Market CommentariesThe Federal Reserve Stays The Course In November 2017

The U.S. Federal Reserve, which has been long on transparency and, accordingly, short on monetary surprises in recent years, lived up to its reputation this afternoon, as it voted to keep interest rates unchanged. Expectations for no rate change had been almost universal going into the meeting yesterday.

As before, the bank indicated that the late-summer hurricanes were unlikely to have much of a long-term effect on the economy.  In fact, after GDP had gained a reassuring 3.1% in the second quarter, expectations had been for some deceleration in the recently ended period. However, in data issued last Friday, the government indicated that growth had stabilized at an even 3.0% in the third quarter. We now believe output will edge up somewhat in the current term, perhaps approaching 3.5% in the wake of some solid economic numbers in recent days.

So, with this perhaps in mind, we would expect the central bank to hike borrowing costs at next month's FOMC meeting. We assume that this Friday's report on job growth, meantime, will be encouraging (with some 300,000 positions added) to strengthen the case for a rate hike next month.

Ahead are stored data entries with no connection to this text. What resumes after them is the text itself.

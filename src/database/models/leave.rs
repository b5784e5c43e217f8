use chrono::{DateTime, NaiveDate, Utc};
use serde::{Deserialize, Serialize};
use uuid::Uuid;

use super::macros::string_enum;

/// Leave requests are managed by an external workflow; this backend only
/// consults them to block attendance writes on covered dates.
#[derive(Debug, Clone, Serialize, Deserialize, sqlx::FromRow)]
#[serde(rename_all = "camelCase")]
pub struct LeaveRequest {
    pub id: Uuid,
    pub employee_id: Uuid,
    pub leave_type: String,
    pub start_date: NaiveDate,
    pub end_date: NaiveDate,
    pub reason: Option<String>,
    pub status: LeaveStatus,
    pub created_at: DateTime<Utc>,
    pub updated_at: DateTime<Utc>,
}

string_enum! {
    #[derive(Debug, Clone, Copy, Serialize, Deserialize, PartialEq, Eq)]
    #[serde(rename_all = "snake_case")]
    pub enum LeaveStatus {
        Pending => "pending",
        Approved => "approved",
        Rejected => "rejected",
        Cancelled => "cancelled",
    }
}
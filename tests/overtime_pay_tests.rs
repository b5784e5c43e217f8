mod common;

use std::collections::HashMap;

use pretty_assertions::assert_eq;

use common::dec;
use sweldo_be::services::overtime_pay::{
    calculate_payable, hourly_rate, select_rate_key, OvertimeRateKey,
};

#[test]
fn multiplier_key_priority_is_holiday_rest_then_holiday_then_rest() {
    assert_eq!(select_rate_key(true, true), OvertimeRateKey::HolidayRestDayOt);
    assert_eq!(select_rate_key(false, true), OvertimeRateKey::HolidayOt);
    assert_eq!(select_rate_key(true, false), OvertimeRateKey::RestDayOt);
    assert_eq!(select_rate_key(false, false), OvertimeRateKey::RegularOt);
}

#[test]
fn hourly_rate_divides_by_26_days_and_8_hours() {
    assert_eq!(hourly_rate(&dec("26000")), dec("125"));
    assert_eq!(hourly_rate(&dec("20800")), dec("100"));
}

#[test]
fn regular_day_reference_scenario() {
    // 2.5 approved hours on a regular day at a 26,000 monthly salary:
    // 125/hour at 1.25 gives 390.625.
    let payable = calculate_payable(&dec("26000"), &dec("2.5"), false, false, &HashMap::new());
    assert_eq!(payable.hourly_rate, dec("125"));
    assert_eq!(payable.multiplier, dec("1.25"));
    assert_eq!(payable.total, dec("390.625"));
}

#[test]
fn default_multipliers_cover_every_key() {
    let rates = HashMap::new();
    let cases = [
        (false, false, "1.25"),
        (true, false, "1.69"),
        (false, true, "2.60"),
        (true, true, "3.38"),
    ];
    for (rest, holiday, multiplier) in cases {
        let payable = calculate_payable(&dec("26000"), &dec("1"), rest, holiday, &rates);
        assert_eq!(payable.multiplier, dec(multiplier));
    }
}

#[test]
fn configured_rates_win_over_defaults() {
    let mut rates = HashMap::new();
    rates.insert("holiday_ot".to_string(), dec("2.00"));

    let payable = calculate_payable(&dec("26000"), &dec("4"), false, true, &rates);
    assert_eq!(payable.multiplier, dec("2.00"));
    assert_eq!(payable.total, dec("1000.00"));

    // Keys without a configured row still fall back.
    let fallback = calculate_payable(&dec("26000"), &dec("4"), true, true, &rates);
    assert_eq!(fallback.multiplier, dec("3.38"));
}
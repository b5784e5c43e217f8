use actix_web::{web, HttpResponse};
use bigdecimal::BigDecimal;
use chrono::Datelike;
use serde::Deserialize;
use uuid::Uuid;

use crate::database::models::{OvertimeRequestInput, OvertimeStatus};
use crate::database::repositories::overtime::ApprovalSnapshot;
use crate::database::repositories::{EmployeeRepository, HolidayRepository, OvertimeRepository};
use crate::error::AppError;
use crate::handlers::shared::ApiResponse;
use crate::services::auth::Claims;
use crate::services::overtime_pay::calculate_payable;
use crate::services::{round_centavos, StatutoryService};

#[derive(Debug, Deserialize)]
#[serde(rename_all = "camelCase")]
pub struct OvertimeQuery {
    pub company_id: Uuid,
    pub employee_id: Option<Uuid>,
    pub status: Option<String>,
}

/// Derived requested hours; an overnight range rolls into the next day.
fn requested_hours(input: &OvertimeRequestInput) -> BigDecimal {
    let mut minutes = (input.end_time - input.start_time).num_minutes();
    if minutes <= 0 {
        minutes += 24 * 60;
    }
    round_centavos(&(BigDecimal::from(minutes) / BigDecimal::from(60)))
}

pub async fn create_overtime_request(
    _claims: Claims,
    repo: web::Data<OvertimeRepository>,
    employee_repo: web::Data<EmployeeRepository>,
    input: web::Json<OvertimeRequestInput>,
) -> Result<HttpResponse, AppError> {
    let input = input.into_inner();

    let employment = employee_repo
        .find_active_employment(input.employee_id)
        .await?
        .ok_or_else(|| AppError::validation("Employee has no active employment"))?;

    if !employment.is_overtime_allowed {
        return Err(AppError::validation(
            "Overtime is not allowed for this employment",
        ));
    }

    let hours = requested_hours(&input);
    if hours < BigDecimal::from(1) {
        return Err(AppError::validation(
            "Overtime requests must cover at least one hour",
        ));
    }

    let request = repo
        .create(
            input.employee_id,
            employment.company_id,
            input.ot_date,
            input.start_time,
            input.end_time,
            &hours,
            input.reason.as_deref(),
        )
        .await?;

    Ok(HttpResponse::Created().json(ApiResponse::success(request)))
}

pub async fn get_overtime_requests(
    _claims: Claims,
    repo: web::Data<OvertimeRepository>,
    query: web::Query<OvertimeQuery>,
) -> Result<HttpResponse, AppError> {
    let status = match &query.status {
        Some(raw) => Some(
            raw.parse::<OvertimeStatus>()
                .map_err(AppError::Validation)?,
        ),
        None => None,
    };

    let requests = repo.list(query.company_id, query.employee_id, status).await?;
    Ok(HttpResponse::Ok().json(ApiResponse::success(requests)))
}

pub async fn get_overtime_request(
    _claims: Claims,
    repo: web::Data<OvertimeRepository>,
    path: web::Path<Uuid>,
) -> Result<HttpResponse, AppError> {
    let request = repo
        .find_by_id(path.into_inner())
        .await?
        .ok_or_else(|| AppError::not_found("Overtime request not found"))?;

    Ok(HttpResponse::Ok().json(ApiResponse::success(request)))
}

/// Approval computes the day classification, multiplier, hourly rate, and
/// payable amount now, and freezes them onto the request. Later rate edits
/// never rewrite an approved request.
pub async fn approve_overtime_request(
    claims: Claims,
    repo: web::Data<OvertimeRepository>,
    employee_repo: web::Data<EmployeeRepository>,
    holiday_repo: web::Data<HolidayRepository>,
    statutory: web::Data<StatutoryService>,
    path: web::Path<Uuid>,
) -> Result<HttpResponse, AppError> {
    if !claims.is_hr_or_admin() {
        return Err(AppError::Forbidden(
            "Insufficient permissions to approve overtime".to_string(),
        ));
    }

    let request = repo
        .find_by_id(path.into_inner())
        .await?
        .ok_or_else(|| AppError::not_found("Overtime request not found"))?;

    if request.status != OvertimeStatus::Pending {
        return Err(AppError::validation(
            "Only pending overtime requests can be approved",
        ));
    }

    let employment = employee_repo
        .find_active_employment(request.employee_id)
        .await?
        .ok_or_else(|| AppError::validation("Employee has no active employment"))?;

    let is_rest_day = employment.is_rest_day(request.ot_date);
    let holiday = holiday_repo.find_by_date(request.ot_date).await?;
    let is_holiday = holiday.is_some();
    let holiday_type = holiday.map(|h| h.holiday_type);

    let tables = statutory.tables_for(request.ot_date.year()).await?;
    let payable = calculate_payable(
        &employment.basic_rate,
        &request.hours_requested,
        is_rest_day,
        is_holiday,
        &tables.overtime_rates,
    );

    let snapshot = ApprovalSnapshot {
        is_rest_day,
        is_holiday,
        holiday_type,
        multiplier: payable.multiplier.clone(),
        hourly_rate: round_centavos(&payable.hourly_rate),
        payable_amount: round_centavos(&payable.total),
    };

    let approved = repo.approve(request.id, claims.user_id(), &snapshot).await?;
    log::info!(
        "Overtime request {} approved at multiplier {} for {}",
        approved.id,
        snapshot.multiplier,
        snapshot.payable_amount
    );

    Ok(HttpResponse::Ok().json(ApiResponse::success(approved)))
}

pub async fn reject_overtime_request(
    claims: Claims,
    repo: web::Data<OvertimeRepository>,
    path: web::Path<Uuid>,
) -> Result<HttpResponse, AppError> {
    if !claims.is_hr_or_admin() {
        return Err(AppError::Forbidden(
            "Insufficient permissions to reject overtime".to_string(),
        ));
    }

    let request = repo
        .find_by_id(path.into_inner())
        .await?
        .ok_or_else(|| AppError::not_found("Overtime request not found"))?;

    if request.status != OvertimeStatus::Pending {
        return Err(AppError::validation(
            "Only pending overtime requests can be rejected",
        ));
    }

    let rejected = repo.reject(request.id, claims.user_id()).await?;
    Ok(HttpResponse::Ok().json(ApiResponse::success(rejected)))
}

As is usually the case, the Fed did not overly tip its hand about December. However, with its positive tone on the economy--it noted that the labor market was continuing to strengthen--one would assume that it would move ever close to a normalized rate structure by tightening monetary policy next month.

In all, the central bank already has raised interest rates twice this year as part of its gradual approach to the aforementioned more normalized policy. We note that even if the Fed raises rates at the mid-December meeting, its policy would still be loose and accommodative from a historical perspective.

Regarding the stock market, prices were mixed ahead of the meeting's conclusion, but firmed somewhat in the minutes immediately afterward.

At the time of this article’s writing, the author did not have positions in any of the companies mentioned.